Microbots – Germ-Inspired Robots Delivering Drugs to Our Bodies

It has been known that microbots have been making great strides in recent years as there are developments that do range from creating tiny experimental robots that will swim inside your body’s bloodstream to deliver drugs, and there are also creations that do resemble origami that are designed to be swallowed. Scientists have been going about it for years as they are faced with numerous challenges to perfect this type of technology for the benefit of everyone. One of the trickier problems they have to face is figuring out how to propel these tiny microscopic robots as they live in a world so miniscule that regular-sized propellers aren’t actually that efficient.

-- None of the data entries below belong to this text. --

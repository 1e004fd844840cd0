//! Actions: the only way state changes.
//!
//! Every mutation of engine state is expressed as an [`Action`] and handed to
//! [`crate::state::StateStore::dispatch`]. Actions are plain data and carry
//! everything a reducer needs (ids, timestamps) so that reducing is a pure
//! function of (state, action).

use chrono::{DateTime, Utc};
use serde::{Deserialize, Serialize};

use crate::commands::{Command, CommandCreate};
use crate::definitions::{LabwareDefinition, ModuleDefinition};
use crate::error::ErrorOccurrence;
use crate::types::{DoorState, LabwareOffsetCreate, Liquid};

/// Who asked for a pause.
#[derive(Debug, Clone, Copy, PartialEq, Eq, Serialize, Deserialize)]
#[serde(rename_all = "lowercase")]
pub enum PauseSource {
    /// An external client
    Client,
    /// A running command, such as `waitForResume`
    Protocol,
}

/// Engine-wide events.
#[derive(Debug, Clone, PartialEq, Serialize, Deserialize)]
#[serde(tag = "type", rename_all = "camelCase")]
pub enum Action {
    /// Start or resume pulling protocol commands.
    Play { requested_at: DateTime<Utc> },
    /// Stop pulling protocol commands until the next `Play`.
    Pause { source: PauseSource },
    /// Terminate the run without success.
    Stop,
    /// Terminate the run gracefully.
    Finish {
        error: Option<ErrorOccurrence>,
        set_run_status: bool,
    },
    /// Hardware recovery after `Stop`/`Finish` has completed.
    HardwareStopped { completed_at: DateTime<Utc> },
    /// The robot door opened or closed.
    DoorChange { door_state: DoorState },
    /// Add a new command to its queue.
    QueueCommand {
        command_id: String,
        created_at: DateTime<Utc>,
        request: CommandCreate,
    },
    /// Replace a command with a newer copy (Running or Succeeded).
    UpdateCommand { command: Command },
    /// Mark a command failed.
    FailCommand {
        command_id: String,
        error: ErrorOccurrence,
    },
    /// Append a calibration offset.
    AddLabwareOffset {
        labware_offset_id: String,
        created_at: DateTime<Utc>,
        request: LabwareOffsetCreate,
    },
    /// Register a labware definition.
    AddLabwareDefinition { definition: LabwareDefinition },
    /// Register a module found attached to the robot.
    AddModule {
        serial_number: String,
        definition: ModuleDefinition,
    },
    /// Declare a liquid for the run.
    AddLiquid { liquid: Liquid },
    /// Mark every tip in a tip rack clean.
    ResetTips { labware_id: String },
    /// Override (or clear) a pipette's default movement speed.
    SetPipetteMovementSpeed {
        pipette_id: String,
        speed: Option<f64>,
    },
}

impl Action {
    /// Short name for logging.
    pub fn name(&self) -> &'static str {
        match self {
            Self::Play { .. } => "play",
            Self::Pause { .. } => "pause",
            Self::Stop => "stop",
            Self::Finish { .. } => "finish",
            Self::HardwareStopped { .. } => "hardwareStopped",
            Self::DoorChange { .. } => "doorChange",
            Self::QueueCommand { .. } => "queueCommand",
            Self::UpdateCommand { .. } => "updateCommand",
            Self::FailCommand { .. } => "failCommand",
            Self::AddLabwareOffset { .. } => "addLabwareOffset",
            Self::AddLabwareDefinition { .. } => "addLabwareDefinition",
            Self::AddModule { .. } => "addModule",
            Self::AddLiquid { .. } => "addLiquid",
            Self::ResetTips { .. } => "resetTips",
            Self::SetPipetteMovementSpeed { .. } => "setPipetteMovementSpeed",
        }
    }
}
//! Protocol execution engine for a lab-automation robot.
//!
//! Commands are queued, executed one at a time against a hardware
//! abstraction, and every effect is recorded as an action reduced into a
//! single state store. Geometry and motion planning are pure queries over
//! that state.

pub mod actions;
pub mod commands;
pub mod config;
pub mod definitions;
pub mod engine;
pub mod error;
pub mod execution;
pub mod hardware;
pub mod resources;
pub mod state;
pub mod types;

pub use engine::{ProtocolEngine, ProtocolEngineBuilder};
pub use error::{EngineError, EngineResult};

Microbots - Germ-Inspired Robots Delivering Drugs to Our Bodies

Scientists Have Been Going About Developments for Microbots for Years

Hen-Wei Huang and Bradley Nelson at ETHZ, and Selman Sakar at EPFL, are developing and testing an array of configurations for microbots to move about in a person’s bloodstream. They are trying to create a solution that can be produced quickly and in quantity with the use of a new manufacturing technique. Their efforts have led them to a microscopic robot that can be controlled with the use of an electromagnetic field. Then, when heated, it can alter its shape.

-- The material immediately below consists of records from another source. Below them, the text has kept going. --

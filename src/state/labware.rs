//! Labware, definition and calibration-offset state.
//!
//! The offsets table is append-only: offsets are never edited or removed, and
//! a labware only changes *which* offset it points to. Offsets are kept in
//! insertion order so that lookups can scan newest-first.

use std::collections::HashMap;

use super::HandlesActions;
use crate::actions::Action;
use crate::commands::{CommandParams, CommandResult, CommandStatus};
use crate::definitions::{DeckDefinition, LabwareDefinition, WellDefinition};
use crate::error::{EngineError, EngineResult};
use crate::types::{
    DeckSlotName, Dimensions, LabwareLocation, LabwareOffset, LabwareOffsetLocation,
    LabwareOffsetVector, LoadedLabware, Point,
};

/// Labware whose magnetic-module engage height is recorded in half millimeters.
const MAGDECK_HALF_MM_LABWARE: [&str; 3] = [
    "opentrons/biorad_96_wellplate_200ul_pcr/1",
    "opentrons/nest_96_wellplate_100ul_pcr_full_skirt/1",
    "opentrons/usascientific_96_wellplate_2.4ml_deep/1",
];

/// Labware placed by the deck itself, such as the fixed trash.
#[derive(Debug, Clone, PartialEq)]
pub struct DeckFixedLabware {
    pub labware_id: String,
    pub location: LabwareLocation,
    pub definition: LabwareDefinition,
}

/// Labware state container.
#[derive(Debug, Clone)]
pub struct LabwareState {
    labware_by_id: HashMap<String, LoadedLabware>,
    labware_order: Vec<String>,
    offsets: Vec<LabwareOffset>,
    definitions_by_uri: HashMap<String, LabwareDefinition>,
    deck_definition: DeckDefinition,
}

impl LabwareState {
    /// Initial state holding the deck's fixed labware.
    pub fn new(deck_definition: DeckDefinition, fixed_labware: Vec<DeckFixedLabware>) -> Self {
        let mut state = Self {
            labware_by_id: HashMap::new(),
            labware_order: Vec::new(),
            offsets: Vec::new(),
            definitions_by_uri: HashMap::new(),
            deck_definition,
        };
        for fixed in fixed_labware {
            let uri = fixed.definition.uri();
            state.insert_labware(LoadedLabware {
                id: fixed.labware_id,
                load_name: fixed.definition.parameters.load_name.clone(),
                definition_uri: uri.clone(),
                location: fixed.location,
                offset_id: None,
                display_name: None,
            });
            state.definitions_by_uri.insert(uri, fixed.definition);
        }
        state
    }

    fn insert_labware(&mut self, labware: LoadedLabware) {
        if !self.labware_by_id.contains_key(&labware.id) {
            self.labware_order.push(labware.id.clone());
        }
        self.labware_by_id.insert(labware.id.clone(), labware);
    }

    fn has_offset(&self, offset_id: &str) -> bool {
        self.offsets.iter().any(|offset| offset.id == offset_id)
    }
}

impl HandlesActions for LabwareState {
    fn handle_action(&self, action: &Action) -> Option<Self> {
        match action {
            Action::UpdateCommand { command } if command.status == CommandStatus::Succeeded => {
                match (&command.params, &command.result) {
                    (CommandParams::LoadLabware(params), Some(CommandResult::LoadLabware(result))) => {
                        let mut next = self.clone();
                        let uri = result.definition.uri();
                        next.insert_labware(LoadedLabware {
                            id: result.labware_id.clone(),
                            load_name: result.definition.parameters.load_name.clone(),
                            definition_uri: uri.clone(),
                            location: params.location.clone(),
                            offset_id: result.offset_id.clone(),
                            display_name: params.display_name.clone(),
                        });
                        next.definitions_by_uri.insert(uri, result.definition.clone());
                        Some(next)
                    }
                    (CommandParams::MoveLabware(params), Some(CommandResult::MoveLabware(result))) => {
                        let mut next = self.clone();
                        let labware = next.labware_by_id.get_mut(&params.labware_id)?;
                        labware.location = params.new_location.clone();
                        labware.offset_id = result.offset_id.clone();
                        Some(next)
                    }
                    _ => None,
                }
            }
            Action::AddLabwareOffset {
                labware_offset_id,
                created_at,
                request,
            } => {
                let mut next = self.clone();
                next.offsets.push(LabwareOffset {
                    id: labware_offset_id.clone(),
                    created_at: *created_at,
                    definition_uri: request.definition_uri.clone(),
                    location: request.location.clone(),
                    vector: request.vector,
                });
                Some(next)
            }
            Action::AddLabwareDefinition { definition } => {
                let mut next = self.clone();
                next.definitions_by_uri.insert(definition.uri(), definition.clone());
                Some(next)
            }
            _ => None,
        }
    }
}

/// Read-only labware state view.
#[derive(Debug, Clone, Copy)]
pub struct LabwareView<'a> {
    state: &'a LabwareState,
}

impl<'a> LabwareView<'a> {
    pub(crate) fn new(state: &'a LabwareState) -> Self {
        Self { state }
    }

    /// Get labware data by the labware's unique identifier.
    pub fn get(&self, labware_id: &str) -> EngineResult<&'a LoadedLabware> {
        self.state
            .labware_by_id
            .get(labware_id)
            .ok_or_else(|| EngineError::LabwareNotLoaded(format!("Labware {labware_id} not found.")))
    }

    /// All loaded labware, in load order.
    pub fn get_all(&self) -> Vec<&'a LoadedLabware> {
        self.state
            .labware_order
            .iter()
            .filter_map(|id| self.state.labware_by_id.get(id))
            .collect()
    }

    /// Labware currently on the given module.
    pub fn get_id_by_module(&self, module_id: &str) -> EngineResult<&'a str> {
        self.get_all()
            .into_iter()
            .find(|labware| {
                matches!(&labware.location, LabwareLocation::Module(loc) if loc.module_id == module_id)
            })
            .map(|labware| labware.id.as_str())
            .ok_or_else(|| {
                EngineError::LabwareNotLoadedOnModule(format!(
                    "There is no labware loaded on module {module_id}"
                ))
            })
    }

    /// Labware sitting directly in a slot.
    pub fn get_by_slot(&self, slot_name: DeckSlotName) -> Option<&'a LoadedLabware> {
        let location = LabwareLocation::slot(slot_name);
        self.get_all().into_iter().find(|labware| labware.location == location)
    }

    pub fn get_location(&self, labware_id: &str) -> EngineResult<&'a LabwareLocation> {
        Ok(&self.get(labware_id)?.location)
    }

    pub fn get_definition_uri(&self, labware_id: &str) -> EngineResult<&'a str> {
        Ok(self.get(labware_id)?.definition_uri.as_str())
    }


    /// Definition of a loaded labware.
    pub fn get_definition(&self, labware_id: &str) -> EngineResult<&'a LabwareDefinition> {
        let uri = self.get_definition_uri(labware_id)?;
        self.get_definition_by_uri(uri)
    }

    /// Definition registered under `uri`.
    pub fn get_definition_by_uri(&self, uri: &str) -> EngineResult<&'a LabwareDefinition> {
        self.state.definitions_by_uri.get(uri).ok_or_else(|| {
            EngineError::LabwareDefinitionDoesNotExist(format!("Labware definition for {uri} not found."))
        })
    }


    /// Absolute position of a slot's origin.
    pub fn get_slot_position(&self, slot_name: DeckSlotName) -> EngineResult<Point> {
        self.state
            .deck_definition
            .slot(slot_name)
            .map(|slot| slot.position)
            .ok_or_else(|| EngineError::SlotDoesNotExist(format!("Slot ID {} does not exist in deck", slot_name.id())))
    }

    /// Absolute position of a slot's center.
    pub fn get_slot_center_position(&self, slot_name: DeckSlotName) -> EngineResult<Point> {
        let slot = self.state.deck_definition.slot(slot_name).ok_or_else(|| {
            EngineError::SlotDoesNotExist(format!("Slot ID {} does not exist in deck", slot_name.id()))
        })?;
        Ok(Point::new(
            slot.position.x + slot.bounding_box.x / 2.0,
            slot.position.y + slot.bounding_box.y / 2.0,
            slot.position.z,
        ))
    }

    pub fn get_has_quirk(&self, labware_id: &str, quirk: &str) -> EngineResult<bool> {
        Ok(self
            .get_definition(labware_id)?
            .parameters
            .quirks
            .iter()
            .any(|q| q == quirk))
    }

    /// Geometry of one well.
    pub fn get_well_definition(&self, labware_id: &str, well_name: &str) -> EngineResult<&'a WellDefinition> {
        self.get_definition(labware_id)?.wells.get(well_name).ok_or_else(|| {
            EngineError::WellDoesNotExist(format!("{well_name} does not exist in {labware_id}."))
        })
    }

    pub fn is_tiprack(&self, labware_id: &str) -> EngineResult<bool> {
        Ok(self.get_definition(labware_id)?.parameters.is_tiprack)
    }

    /// Nominal tip length of a tip rack, less the nozzle overlap.
    pub fn get_tip_length(&self, labware_id: &str, overlap: f64) -> EngineResult<f64> {
        self.get_definition(labware_id)?
            .parameters
            .tip_length
            .map(|length| length - overlap)
            .ok_or_else(|| EngineError::LabwareIsNotTipRack(format!("Labware {labware_id} has no tip length defined.")))
    }

    /// Offset from the top of a tip-rack well at which to drop a tip.
    pub fn get_tip_drop_z_offset(&self, labware_id: &str, length_scale: f64, additional_offset: f64) -> EngineResult<f64> {
        let tip_length = self.get_tip_length(labware_id, 0.0)?;
        Ok(-tip_length * length_scale + additional_offset)
    }

    pub fn get_dimensions(&self, labware_id: &str) -> EngineResult<Dimensions> {
        Ok(self.get_definition(labware_id)?.overall_dimensions())
    }

    /// Default magnet engage height for the labware on a magnetic module.
    ///
    /// Three legacy definitions record this height in half millimeters; their
    /// value is halved. No other definition is converted.
    pub fn get_default_magnet_height(&self, module_id: &str, offset: f64) -> EngineResult<f64> {
        let labware_id = self.get_id_by_module(module_id)?;
        let definition = self.get_definition(labware_id)?;
        let parameters = &definition.parameters;
        let engage_height = match parameters.magnetic_module_engage_height {
            Some(height) if parameters.is_magnetic_module_compatible => height,
            _ => {
                return Err(EngineError::NoMagnetEngageHeight(
                    "The labware loaded on this Magnetic Module does not have a default engage height."
                        .to_string(),
                ))
            }
        };

        let calculated = if MAGDECK_HALF_MM_LABWARE.contains(&definition.uri().as_str()) {
            engage_height / 2.0
        } else {
            engage_height
        };
        Ok(calculated + offset)
    }

    /// Calibration offset of a labware, or zero if none is assigned.
    pub fn get_labware_offset_vector(&self, labware_id: &str) -> EngineResult<LabwareOffsetVector> {
        match &self.get(labware_id)?.offset_id {
            Some(offset_id) => Ok(self.get_labware_offset(offset_id)?.vector),
            None => Ok(LabwareOffsetVector::zero()),
        }
    }

    pub fn get_labware_offset(&self, labware_offset_id: &str) -> EngineResult<&'a LabwareOffset> {
        self.state
            .offsets
            .iter()
            .find(|offset| offset.id == labware_offset_id)
            .ok_or_else(|| {
                EngineError::LabwareOffsetDoesNotExist(format!("Labware offset {labware_offset_id} not found."))
            })
    }

    /// All offsets, in the order they were added.
    pub fn get_labware_offsets(&self) -> &'a [LabwareOffset] {
        &self.state.offsets
    }

    /// Most recently added offset matching `definition_uri` and `location` exactly.
    ///
    /// A module location only matches an offset recorded for the identical
    /// module model.
    pub fn find_applicable_labware_offset(
        &self,
        definition_uri: &str,
        location: &LabwareOffsetLocation,
    ) -> Option<&'a LabwareOffset> {
        self.state
            .offsets
            .iter()
            .rev()
            .find(|candidate| candidate.definition_uri == definition_uri && &candidate.location == location)
    }

    /// Id of the labware in the fixed trash slot.
    pub fn get_fixed_trash_id(&self) -> EngineResult<&'a str> {
        self.get_by_slot(DeckSlotName::FIXED_TRASH)
            .map(|labware| labware.id.as_str())
            .ok_or_else(|| {
                EngineError::LabwareNotLoaded(
                    "No labware loaded into fixed trash location by this deck type.".to_string(),
                )
            })
    }


    /// Fail if any labware occupies `location`.
    pub fn raise_if_labware_in_location(&self, location: &LabwareLocation) -> EngineResult<()> {
        if let Some(labware) = self.get_all().into_iter().find(|labware| &labware.location == location) {
            return Err(EngineError::LocationIsOccupied(format!(
                "Labware {} is already present at {location}.",
                labware.load_name
            )));
        }
        Ok(())
    }

    /// Reject actions that would break offset integrity.
    pub fn validate_action_allowed(&self, action: &Action) -> EngineResult<()> {
        match action {
            Action::AddLabwareOffset { labware_offset_id, .. } => {
                if self.state.has_offset(labware_offset_id) {
                    return Err(EngineError::LabwareOffsetAlreadyExists(format!(
                        "Labware offset {labware_offset_id} already exists."
                    )));
                }
            }
            Action::UpdateCommand { command } if command.status == CommandStatus::Succeeded => {
                match (&command.params, &command.result) {
                    (CommandParams::LoadLabware(_), Some(CommandResult::LoadLabware(result))) => {
                        self.ensure_offset_exists(result.offset_id.as_deref())?;
                    }
                    (CommandParams::MoveLabware(params), Some(CommandResult::MoveLabware(result))) => {
                        self.get(&params.labware_id)?;
                        self.ensure_offset_exists(result.offset_id.as_deref())?;
                    }
                    _ => {}
                }
            }
            Action::ResetTips { labware_id } => {
                if !self.is_tiprack(labware_id)? {
                    return Err(EngineError::LabwareIsNotTipRack(format!(
                        "Labware {labware_id} is not a tip rack."
                    )));
                }
            }
            _ => {}
        }
        Ok(())
    }

    fn ensure_offset_exists(&self, offset_id: Option<&str>) -> EngineResult<()> {
        if let Some(offset_id) = offset_id {
            self.get_labware_offset(offset_id)?;
        }
        Ok(())
    }
}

These robots are flexible, motorless, and soft, and these properties exist thanks to the use of biocompatible hydrogel, as well as with magnetic nanoparticles. The latter of which will act as mechanical reinforcers and will react to electromagnetic fields. This will allow the microbot to move about, even when inside a person’s body.

As their starting point, the scientists chose to use the micro-organism Trypanosoma brucei. This is a protozoa that moves by a whip-like appendage that is called a flagellum. It will whisk it about to create movement. When carried about by the bite of the infamous Tsetse fly, this micro-organism will use its flagellum to move about into the bloodstream of its host. Once inside the host, it will then hide the whip-like appendage in what the team of researchers call it as a survival mechanism.

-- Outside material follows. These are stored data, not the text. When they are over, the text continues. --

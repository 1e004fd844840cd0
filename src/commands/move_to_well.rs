//! Move a pipette into a well.

use async_trait::async_trait;
use serde::{Deserialize, Serialize};

use super::{CommandContext, CommandImplementation, CommandResult};
use crate::error::EngineResult;
use crate::types::{Point, WellLocation};

#[derive(Debug, Clone, PartialEq, Serialize, Deserialize)]
#[serde(rename_all = "camelCase")]
pub struct MoveToWellParams {
    pub pipette_id: String,
    pub labware_id: String,
    pub well_name: String,
    #[serde(default)]
    pub well_location: WellLocation,
    /// Skip the arc and move straight to the well
    #[serde(default)]
    pub force_direct: bool,
    #[serde(default)]
    pub minimum_z_height: Option<f64>,
    #[serde(default)]
    pub speed: Option<f64>,
}

#[derive(Debug, Clone, PartialEq, Serialize, Deserialize)]
pub struct MoveToWellResult {
    pub position: Point,
}

#[async_trait]
impl CommandImplementation for MoveToWellParams {
    async fn execute(&self, ctx: &CommandContext<'_>) -> EngineResult<CommandResult> {
        let position = ctx
            .movement
            .move_to_well(
                &self.pipette_id,
                &self.labware_id,
                &self.well_name,
                Some(&self.well_location),
                self.force_direct,
                self.minimum_z_height,
                self.speed,
            )
            .await?;
        Ok(CommandResult::MoveToWell(MoveToWellResult { position }))
    }
}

Sakar says the following pertaining to the technology revolving around the microbots: “We show that both a bacterium’s body and its flagellum play an important role in its movement. Our new production method lets us test an array of shapes and combinations to obtain the best motion capability for a given task. Our research also provides valuable insight into how bacteria move inside the human body and adapt to changes in their microenvironment.”